The drawing grid is a regular pattern of dots displayed on the screen which acts as a visual aid, it is the equivalent of having a sheet of graph paper behind your drawing on a drawing board. You can control the grid spacing, so it can give you a general idea about the size of drawn objects. It can also be used to define the extent of your drawing. See, Setting Grid Limits, for more details.

Command Sequence
Command: GRID
Specify grid spacing(X) or [ON/OFF/Snap/Aspect] <10.000>: (enter grid spacing)

Grid spacing set to
10 drawing units

Grid spacing set to
5 drawing units

Although you can use the command line to control the visibility of the grid by using the "ON" and "OFF" options this is more easily achieved using the F7 key or, better still, by clicking the GRID button on the status bar. However, the command line does offer some additional options. The Snap option allows you to automatically set the grid spacing to the current snap spacing. You can also change the aspect ration of the grid. By default, the X and Y spacing of the Grid are the same, resulting in a regular square matrix of grid points. But you can display a grid with different X and Y spacing by using the "Aspect" option.

Grid mode and X/Y spacing can also be set using the Drafting Settings dialogue box.
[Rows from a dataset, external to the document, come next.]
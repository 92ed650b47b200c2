//! Line diffs between texts, patch application, and optional memoization.

use std::num::NonZeroUsize;
use std::sync::Arc;

use lru::LruCache;
use parking_lot::Mutex;
use similar::{Algorithm, ChangeTag};

use crate::api::{DiffHunk, DiffLine, DiffLineKind, DiffRange, TextDiff};
use crate::{Error, Result};

/// Computes line diffs.
///
/// Alignment is Myers' O((N+M)·D) longest-common-subsequence search, so the
/// edit script is minimal and the output is stable for identical inputs.
/// Lines keep their terminators: `"a"` and `"a\n"` are different lines.
#[derive(Debug, Default, Clone, Copy)]
pub struct TextDifferencer;

impl TextDifferencer {
    /// Construct a new differencer.
    #[must_use]
    pub const fn new() -> Self {
        Self
    }

    /// Diff `old` against `new`.
    ///
    /// Identical inputs produce an empty [`TextDiff`]. Otherwise every line of
    /// both sides appears exactly once, in order.
    #[must_use]
    pub fn diff(&self, old: &str, new: &str) -> TextDiff {
        if old == new {
            return TextDiff::empty();
        }

        let diff = similar::TextDiff::configure()
            .algorithm(Algorithm::Myers)
            .diff_lines(old, new);

        let lines = diff
            .iter_all_changes()
            .map(|change| DiffLine {
                kind: match change.tag() {
                    ChangeTag::Equal => DiffLineKind::Unchanged,
                    ChangeTag::Insert => DiffLineKind::Added,
                    ChangeTag::Delete => DiffLineKind::Removed,
                },
                text: change.value().to_owned(),
                old_line: line_number(change.old_index()),
                new_line: line_number(change.new_index()),
            })
            .collect();

        TextDiff { lines }
    }

    /// Rebuild the new side of `diff` from `old`.
    ///
    /// # Errors
    ///
    /// Returns [`Error::PatchMismatch`] when an unchanged or removed record
    /// does not match `old`, or when `diff` does not consume all of `old`.
    pub fn apply(&self, old: &str, diff: &TextDiff) -> Result<String> {
        if diff.is_empty() {
            return Ok(old.to_owned());
        }

        let old_lines = split_lines(old);
        let mut output = String::with_capacity(old.len());
        let mut cursor = 0usize;

        for line in &diff.lines {
            match line.kind {
                DiffLineKind::Added => output.push_str(&line.text),
                DiffLineKind::Unchanged | DiffLineKind::Removed => {
                    if old_lines.get(cursor).copied() != Some(line.text.as_str()) {
                        return Err(mismatch(cursor));
                    }
                    if line.kind == DiffLineKind::Unchanged {
                        output.push_str(&line.text);
                    }
                    cursor += 1;
                }
            }
        }

        if cursor != old_lines.len() {
            return Err(mismatch(cursor));
        }
        Ok(output)
    }

    /// Group the changes of `diff` into hunks with `context` unchanged lines
    /// around them. Changes separated by at most `2 * context` unchanged
    /// lines share a hunk.
    #[must_use]
    pub fn hunks(&self, diff: &TextDiff, context: usize) -> Vec<DiffHunk> {
        let lines = &diff.lines;
        let changed: Vec<usize> = lines
            .iter()
            .enumerate()
            .filter(|(_, line)| line.kind != DiffLineKind::Unchanged)
            .map(|(index, _)| index)
            .collect();

        let mut groups: Vec<(usize, usize)> = Vec::new();
        for index in changed {
            match groups.last_mut() {
                Some((_, last)) if index - *last - 1 <= 2 * context => *last = index,
                _ => groups.push((index, index)),
            }
        }

        groups
            .into_iter()
            .map(|(first, last)| {
                let start = first.saturating_sub(context);
                let stop = (last + context + 1).min(lines.len());
                hunk(lines, start, stop)
            })
            .collect()
    }
}

fn hunk(lines: &[DiffLine], start: usize, stop: usize) -> DiffHunk {
    let slice = &lines[start..stop];
    let count = |side: fn(&DiffLine) -> Option<u32>| {
        u32::try_from(slice.iter().filter_map(side).count()).unwrap_or(u32::MAX)
    };
    let preceding = |side: fn(&DiffLine) -> Option<u32>| {
        u32::try_from(lines[..start].iter().filter_map(side).count()).unwrap_or(u32::MAX)
    };
    let first = |side: fn(&DiffLine) -> Option<u32>| slice.iter().find_map(side);

    let old_side: fn(&DiffLine) -> Option<u32> = |line| line.old_line;
    let new_side: fn(&DiffLine) -> Option<u32> = |line| line.new_line;

    DiffHunk {
        header: DiffRange {
            old_start: first(old_side).unwrap_or_else(|| preceding(old_side)),
            old_lines: count(old_side),
            new_start: first(new_side).unwrap_or_else(|| preceding(new_side)),
            new_lines: count(new_side),
        },
        lines: slice.to_vec(),
    }
}

/// Split after every `\n`, `\r\n`, or lone `\r`: the line boundaries
/// `similar` uses, so removed and unchanged records match `old` exactly.
fn split_lines(text: &str) -> Vec<&str> {
    let bytes = text.as_bytes();
    let mut lines = Vec::new();
    let mut start = 0;
    let mut index = 0;
    while index < bytes.len() {
        let end = match bytes[index] {
            b'\n' => index + 1,
            b'\r' if bytes.get(index + 1) == Some(&b'\n') => index + 2,
            b'\r' => index + 1,
            _ => {
                index += 1;
                continue;
            }
        };
        lines.push(&text[start..end]);
        start = end;
        index = end;
    }
    if start < text.len() {
        lines.push(&text[start..]);
    }
    lines
}

fn line_number(index: Option<usize>) -> Option<u32> {
    index.and_then(|index| u32::try_from(index + 1).ok())
}

fn mismatch(cursor: usize) -> Error {
    Error::PatchMismatch {
        line: u32::try_from(cursor + 1).unwrap_or(u32::MAX),
    }
}

/// LRU memo of diffs keyed by the blob ids of both sides.
///
/// Blob ids are content addresses, so an entry stays valid for every
/// workspace and revision pair that resolves to the same contents.
#[derive(Debug)]
pub struct DiffCache {
    entries: Mutex<LruCache<(String, String), Arc<TextDiff>>>,
}

impl DiffCache {
    /// Cache holding up to `capacity` diffs.
    #[must_use]
    pub fn new(capacity: NonZeroUsize) -> Self {
        Self {
            entries: Mutex::new(LruCache::new(capacity)),
        }
    }

    /// Cache for a configured capacity; `None` when memoization is disabled.
    #[must_use]
    pub fn with_capacity(capacity: usize) -> Option<Self> {
        NonZeroUsize::new(capacity).map(Self::new)
    }

    /// Return the memoized diff for the pair, computing it on a miss.
    ///
    /// The computation runs without holding the cache lock.
    pub fn get_or_compute<F>(&self, old_id: &str, new_id: &str, compute: F) -> Arc<TextDiff>
    where
        F: FnOnce() -> TextDiff,
    {
        let key = (old_id.to_owned(), new_id.to_owned());
        if let Some(hit) = self.entries.lock().get(&key) {
            return Arc::clone(hit);
        }

        let diff = Arc::new(compute());
        self.entries.lock().put(key, Arc::clone(&diff));
        diff
    }

    /// Number of memoized diffs.
    #[must_use]
    pub fn len(&self) -> usize {
        self.entries.lock().len()
    }

    /// Whether nothing is memoized.
    #[must_use]
    pub fn is_empty(&self) -> bool {
        self.len() == 0
    }
}

#[cfg(test)]
mod tests {
    use super::*;
    use crate::api::DiffStats;

    fn kinds(diff: &TextDiff) -> Vec<DiffLineKind> {
        diff.lines.iter().map(|line| line.kind).collect()
    }

    #[test]
    fn identical_inputs_produce_empty_diff() {
        let differ = TextDifferencer::new();
        assert!(differ.diff("", "").is_empty());
        assert!(differ.diff("a\nb\n", "a\nb\n").is_empty());
    }

    #[test]
    fn empty_old_side_is_all_added() {
        let diff = TextDifferencer::new().diff("", "a\nb\n");
        assert_eq!(kinds(&diff), vec![DiffLineKind::Added, DiffLineKind::Added]);
        assert_eq!(diff.lines[1].new_line, Some(2));
        assert!(diff.lines[1].old_line.is_none());
    }

    #[test]
    fn empty_new_side_is_all_removed() {
        let diff = TextDifferencer::new().diff("a\nb\n", "");
        assert_eq!(
            kinds(&diff),
            vec![DiffLineKind::Removed, DiffLineKind::Removed]
        );
    }

    #[test]
    fn trailing_newline_is_a_single_line_change() {
        let diff = TextDifferencer::new().diff("a\nb", "a\nb\n");
        assert_eq!(diff.stats(), DiffStats::new(1, 1));
        assert_eq!(diff.lines[0].kind, DiffLineKind::Unchanged);
        assert_eq!(diff.lines[1].text, "b");
        assert_eq!(diff.lines[2].text, "b\n");
    }

    #[test]
    fn lines_split_on_every_terminator() {
        assert_eq!(
            split_lines("a\nb\r\nc\rd"),
            vec!["a\n", "b\r\n", "c\r", "d"]
        );
        assert_eq!(split_lines("\r\n\n"), vec!["\r\n", "\n"]);
        assert!(split_lines("").is_empty());
    }

    #[test]
    fn carriage_returns_survive_apply() -> Result<()> {
        let differ = TextDifferencer::new();
        let old = "one\rtwo\r\nthree";
        let new = "one\rTWO\r\nthree\n";
        assert_eq!(differ.apply(old, &differ.diff(old, new))?, new);
        Ok(())
    }

    #[test]
    fn line_numbers_track_both_sides() {
        let diff = TextDifferencer::new().diff("a\nb\nc\n", "a\nx\nc\n");
        let numbers: Vec<(Option<u32>, Option<u32>)> = diff
            .lines
            .iter()
            .map(|line| (line.old_line, line.new_line))
            .collect();
        assert_eq!(
            numbers,
            vec![
                (Some(1), Some(1)),
                (Some(2), None),
                (None, Some(2)),
                (Some(3), Some(3)),
            ]
        );
    }

    #[test]
    fn apply_rejects_foreign_base() {
        let differ = TextDifferencer::new();
        let diff = differ.diff("a\nb\n", "a\nc\n");
        let err = differ.apply("z\nb\n", &diff);
        assert!(matches!(err, Err(Error::PatchMismatch { line: 1 })));

        let err = differ.apply("a\nb\nextra\n", &diff);
        assert!(matches!(err, Err(Error::PatchMismatch { line: 3 })));
    }

    #[test]
    fn hunks_merge_nearby_changes() {
        let differ = TextDifferencer::new();
        let old = "1\n2\n3\n4\n5\n6\n7\n8\n9\n10\n";
        let new = "1\nX\n3\n4\n5\n6\n7\n8\nY\n10\n";

        let separate = differ.hunks(&differ.diff(old, new), 1);
        assert_eq!(separate.len(), 2);
        assert_eq!(
            separate[0].header,
            DiffRange {
                old_start: 1,
                old_lines: 3,
                new_start: 1,
                new_lines: 3,
            }
        );

        let merged = differ.hunks(&differ.diff(old, new), 3);
        assert_eq!(merged.len(), 1);
    }

    #[test]
    fn pure_insertion_hunk_points_after_preceding_line() {
        let differ = TextDifferencer::new();
        let diff = differ.diff("a\nb\nc\nd\n", "a\nb\nnew\nc\nd\n");
        let hunks = differ.hunks(&diff, 0);
        assert_eq!(hunks.len(), 1);
        assert_eq!(
            hunks[0].header,
            DiffRange {
                old_start: 2,
                old_lines: 0,
                new_start: 3,
                new_lines: 1,
            }
        );
    }

    #[test]
    fn cache_reuses_entries() {
        let cache = DiffCache::with_capacity(2).expect("enabled");
        let mut computed = 0;
        for _ in 0..3 {
            let _ = cache.get_or_compute("old", "new", || {
                computed += 1;
                TextDiff::empty()
            });
        }
        assert_eq!(computed, 1);
        assert_eq!(cache.len(), 1);
        assert!(DiffCache::with_capacity(0).is_none());
    }
}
You can access grid settings by right-clicking the Grid button on the status bar and selecting Settings… from the menu. You can also do this from the pull-down menu, ToolsDrafting Settings… and click on the "Snap and Grid" tab.
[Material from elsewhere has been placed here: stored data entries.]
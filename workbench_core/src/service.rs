use std::fmt;
use std::path::Path;
use std::sync::Arc;

use tracing::{debug, warn};

use crate::api::{
    Commit, ReviewRequest, ReviewResponse, RpcResult, Status, StatusCode, TextDiff, WorkspaceInfo,
};
use crate::config::Config;
use crate::diff::{DiffCache, TextDifferencer};
use crate::locks::PathLocks;
use crate::repository::{FileBlob, GitRepositoryFactory, RepositoryFactory, RepositoryHandle};
use crate::workspace::{WorkspaceManager, Workspaces};
use crate::{Error, ErrorKind, Result};

const DEFAULT_LOG_LIMIT: usize = 100;
pub(crate) const INTERNAL_MESSAGE: &str = "internal error";

/// Front end answering review requests against named workspaces.
///
/// Each call resolves the workspace, takes that checkout's path lock, runs
/// one handle operation, and releases the lock. Calls on different
/// workspaces run in parallel; calls on the same workspace are serialized.
/// Lock entries outlive deletes, so a workspace re-created under the same
/// name queues behind calls still holding the old entry.
pub struct ReviewService {
    workspaces: Arc<dyn Workspaces>,
    repositories: Arc<dyn RepositoryFactory>,
    differencer: TextDifferencer,
    locks: PathLocks,
    diff_cache: Option<DiffCache>,
}

impl ReviewService {
    /// Wire a service from its collaborators.
    #[must_use]
    pub fn new(workspaces: Arc<dyn Workspaces>, repositories: Arc<dyn RepositoryFactory>) -> Self {
        Self {
            workspaces,
            repositories,
            differencer: TextDifferencer::new(),
            locks: PathLocks::new(),
            diff_cache: None,
        }
    }

    /// Memoize diffs between committed blobs.
    #[must_use]
    pub fn with_diff_cache(mut self, cache: DiffCache) -> Self {
        self.diff_cache = Some(cache);
        self
    }

    /// Production wiring: a [`WorkspaceManager`] and a [`GitRepositoryFactory`]
    /// built from `config`.
    ///
    /// # Errors
    ///
    /// Propagates failures recovering existing workspaces.
    pub fn from_config(config: &Config) -> Result<Self> {
        let manager = WorkspaceManager::new(config.clone())?;
        let factory = GitRepositoryFactory::from_config(config);
        let service = Self::new(Arc::new(manager), Arc::new(factory));
        Ok(match DiffCache::with_capacity(config.diff_cache_capacity) {
            Some(cache) => service.with_diff_cache(cache),
            None => service,
        })
    }

    /// Workspace manager backing the service.
    #[must_use]
    pub fn workspaces(&self) -> Arc<dyn Workspaces> {
        Arc::clone(&self.workspaces)
    }

    /// Memoized diff count, if caching is enabled.
    #[must_use]
    pub fn cached_diffs(&self) -> Option<usize> {
        self.diff_cache.as_ref().map(DiffCache::len)
    }

    /// Paths with working-tree changes in `workspace`.
    ///
    /// # Errors
    ///
    /// [`Error::WorkspaceNotFound`] or repository failures.
    pub fn get_uncommitted_files(&self, workspace: &str) -> Result<Vec<String>> {
        self.with_repository(workspace, |repo| repo.uncommitted_files())
    }

    /// Diff `path` between `revision_a` and `revision_b` (or the working tree).
    ///
    /// A path present at only one side diffs against empty text.
    ///
    /// # Errors
    ///
    /// [`Error::RevisionNotFound`] for an unknown revision,
    /// [`Error::PathNotFound`] when the path exists on neither side.
    pub fn get_diff(
        &self,
        workspace: &str,
        path: &str,
        revision_a: &str,
        revision_b: Option<&str>,
    ) -> Result<TextDiff> {
        let (old, new) = self.with_repository(workspace, |repo| {
            let old = optional(repo.file_at_revision(revision_a, path))?.map(Side::from);
            let new = match revision_b {
                Some(revision) => optional(repo.file_at_revision(revision, path))?.map(Side::from),
                None => repo.working_file(path)?.map(Side::working),
            };
            Ok((old, new))
        })?;

        if old.is_none() && new.is_none() {
            return Err(Error::PathNotFound {
                path: path.to_owned(),
                revision: format!("{revision_a} or {}", revision_b.unwrap_or("working tree")),
            });
        }

        let old = old.unwrap_or_default();
        let new = new.unwrap_or_default();
        match (&self.diff_cache, &old.id, &new.id) {
            (Some(cache), Some(old_id), Some(new_id)) => {
                let diff = cache.get_or_compute(old_id, new_id, || {
                    self.differencer.diff(&old.contents, &new.contents)
                });
                Ok(TextDiff::clone(&diff))
            }
            _ => Ok(self.differencer.diff(&old.contents, &new.contents)),
        }
    }

    /// Stage exactly `paths` in `workspace` and commit them.
    ///
    /// # Errors
    ///
    /// [`Error::EmptyCommit`] for an empty path set, [`Error::NothingToCommit`]
    /// when nothing changed, or backend failures.
    pub fn commit(&self, workspace: &str, paths: &[String], message: &str) -> Result<Commit> {
        self.with_repository(workspace, |repo| repo.commit(paths, message))
    }

    /// Contents of `path` at `revision`, or in the working tree when `None`.
    ///
    /// # Errors
    ///
    /// [`Error::RevisionNotFound`] or [`Error::PathNotFound`].
    pub fn get_file(&self, workspace: &str, path: &str, revision: Option<&str>) -> Result<String> {
        self.with_repository(workspace, |repo| match revision {
            Some(revision) => repo
                .file_at_revision(revision, path)
                .map(|blob| blob.contents),
            None => repo.working_file(path)?.ok_or_else(|| Error::PathNotFound {
                path: path.to_owned(),
                revision: "working tree".to_owned(),
            }),
        })
    }

    /// Commits reachable from HEAD, newest first.
    ///
    /// # Errors
    ///
    /// [`Error::WorkspaceNotFound`] or repository failures.
    pub fn get_commits(&self, workspace: &str, limit: Option<usize>) -> Result<Vec<Commit>> {
        let limit = limit.unwrap_or(DEFAULT_LOG_LIMIT);
        self.with_repository(workspace, |repo| repo.log(limit))
    }

    /// HEAD commit id of `workspace`.
    ///
    /// # Errors
    ///
    /// [`Error::WorkspaceNotFound`] or repository failures.
    pub fn get_head_commit(&self, workspace: &str) -> Result<Option<String>> {
        self.with_repository(workspace, |repo| repo.head_commit_id())
    }

    /// Clone a new workspace.
    ///
    /// # Errors
    ///
    /// See [`Workspaces::create_workspace`].
    pub fn create_workspace(&self, name: &str) -> Result<WorkspaceInfo> {
        self.workspaces.create_workspace(name)
    }

    /// Delete a workspace once in-flight calls against it have finished.
    ///
    /// # Errors
    ///
    /// [`Error::WorkspaceNotFound`] if `name` is not mapped.
    pub fn delete_workspace(&self, name: &str) -> Result<()> {
        self.with_path_lock(name, |_| self.workspaces.delete_workspace(name))
    }

    /// Every registered workspace.
    ///
    /// # Errors
    ///
    /// See [`Workspaces::list_workspaces`].
    pub fn list_workspaces(&self) -> Result<Vec<WorkspaceInfo>> {
        self.workspaces.list_workspaces()
    }

    /// Dispatch one request and map failures to a [`Status`].
    pub fn handle(&self, request: ReviewRequest) -> RpcResult {
        let method = request.method();
        debug!(method, "handling request");
        self.dispatch(request).map_err(|err| {
            if err.kind() == ErrorKind::Backend {
                warn!(method, error = %err, "request failed");
            } else {
                debug!(method, error = %err, "request rejected");
            }
            Status::from(err)
        })
    }

    fn dispatch(&self, request: ReviewRequest) -> Result<ReviewResponse> {
        Ok(match request {
            ReviewRequest::GetUncommittedFiles { workspace } => ReviewResponse::UncommittedFiles {
                paths: self.get_uncommitted_files(&workspace)?,
            },
            ReviewRequest::GetDiff {
                workspace,
                path,
                revision_a,
                revision_b,
            } => ReviewResponse::Diff {
                diff: self.get_diff(&workspace, &path, &revision_a, revision_b.as_deref())?,
            },
            ReviewRequest::Commit {
                workspace,
                paths,
                message,
            } => ReviewResponse::Commit {
                commit: self.commit(&workspace, &paths, &message)?,
            },
            ReviewRequest::GetFile {
                workspace,
                path,
                revision,
            } => ReviewResponse::File {
                content: self.get_file(&workspace, &path, revision.as_deref())?,
            },
            ReviewRequest::GetCommits { workspace, limit } => ReviewResponse::Commits {
                commits: self.get_commits(&workspace, limit)?,
            },
            ReviewRequest::GetHeadCommit { workspace } => ReviewResponse::HeadCommit {
                id: self.get_head_commit(&workspace)?,
            },
            ReviewRequest::CreateWorkspace { name } => ReviewResponse::Workspace {
                workspace: self.create_workspace(&name)?,
            },
            ReviewRequest::DeleteWorkspace { name } => {
                self.delete_workspace(&name)?;
                ReviewResponse::Deleted { name }
            }
            ReviewRequest::ListWorkspaces => ReviewResponse::Workspaces {
                workspaces: self.list_workspaces()?,
            },
        })
    }

    fn with_repository<F, T>(&self, workspace: &str, op: F) -> Result<T>
    where
        F: FnOnce(&dyn RepositoryHandle) -> Result<T>,
    {
        self.with_path_lock(workspace, |path| {
            let repository = self.repositories.create(path);
            op(repository.as_ref())
        })
    }

    /// Run `op` holding the lock of the path `workspace` maps to.
    ///
    /// The mapping is checked again once the lock is held: a call queued
    /// behind a delete sees [`Error::WorkspaceNotFound`], and one queued
    /// behind a remap follows the new path.
    fn with_path_lock<F, T>(&self, workspace: &str, op: F) -> Result<T>
    where
        F: FnOnce(&Path) -> Result<T>,
    {
        let mut path = self.workspaces.resolve_workspace_path(workspace)?;
        loop {
            let lock = self.locks.get(&path);
            let _guard = lock.lock();
            let current = self.workspaces.resolve_workspace_path(workspace)?;
            if current == path {
                return op(&path);
            }
            path = current;
        }
    }
}

impl fmt::Debug for ReviewService {
    fn fmt(&self, f: &mut fmt::Formatter<'_>) -> fmt::Result {
        f.debug_struct("ReviewService")
            .field("locked_paths", &self.locks.len())
            .field("diff_cache", &self.diff_cache)
            .finish_non_exhaustive()
    }
}

impl From<Error> for Status {
    fn from(error: Error) -> Self {
        let code = match error.kind() {
            ErrorKind::NotFound => StatusCode::NotFound,
            ErrorKind::Conflict => StatusCode::AlreadyExists,
            ErrorKind::InvalidInput => StatusCode::InvalidArgument,
            ErrorKind::PreconditionFailed => StatusCode::FailedPrecondition,
            ErrorKind::Backend => return Self::internal(INTERNAL_MESSAGE),
        };
        Self::new(code, error.to_string())
    }
}

#[derive(Debug, Default)]
struct Side {
    id: Option<String>,
    contents: String,
}

impl Side {
    const fn working(contents: String) -> Self {
        Self { id: None, contents }
    }
}

impl From<FileBlob> for Side {
    fn from(blob: FileBlob) -> Self {
        Self {
            id: Some(blob.id),
            contents: blob.contents,
        }
    }
}

fn optional(result: Result<FileBlob>) -> Result<Option<FileBlob>> {
    match result {
        Ok(blob) => Ok(Some(blob)),
        Err(Error::PathNotFound { .. }) => Ok(None),
        Err(err) => Err(err),
    }
}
You may have noticed that the grid does not extend infinitely in all directions. In fact, it is only displayed within a finite rectangle. You can control the extent of the visible grid using Drawing Limits.

Mar 12, 2008

Ortho Mode

Status Bar Ortho
Pull-down None
Keyboard ORTHO or F8

Ortho is short for orthogonal, which means either vertical or horizontal. Like the other options on the status bar, Ortho is not really a command, it is a drawing mode which can either be turned on or off. Ortho mode can be toggled on or off in one of three ways. The quickest way is just to click on the ORTHO button on the status bar. The appearance of the button tells you whether Ortho is currently turned on or turned off. When Ortho is turned on, the ORTHO button appears pressed in. You can see how this appears by looking at the status bar illustration below. In the illustration, Ortho is turned on but Grid and Snap are turned off.
Status Bar
Ortho can also be toggled on and off using the F8 Function key (see Function Keys below for more details). Finally, you can also type ORTHO at the command prompt as in the command sequence below. Using Ortho is the equivalent of using your parallel motion and set square on a drawing board. With Ortho mode turned on you can only draw lines which are either vertical or horizontal. Turn Ortho mode on now and draw some lines to get a feeling for how it works.

Command Sequence
Command: ORTHO
Enter mode [ON/OFF] : (type ON or OFF)

Ortho mode is probably the simplest of all the drawing aids, and historically one of the oldest. It is either on or it is off and there are no special settings to make. Also, it does a very simple job; it constrains drawn lines to the horizontal or the vertical. You may not be surprised to learn, therefore, that its use has largely been superceded by more recent features, particularly Polar Tracking, described below.

Drawing Aids

Drawing with AutoCAD is really just like drawing on a drawing board. Most newcommers to Computer Aided Design assume that they will need to learn how to draw all over again. In fact, many of the drawing aids that AutoCAD provides are analagous to traditional drafting tools. Just as you have a parallel motion and set squares to help you draw horizontal and vertical lines on a drawing board, AutoCAD has similar drawing aids which can help you to draw horizontal and vertical lines on a computer. This means that in many respects, the drawing techniques are very similar. If you ever get stuck, think how you would complete a task on a drawing board and then look for a similar way to do it with AutoCAD.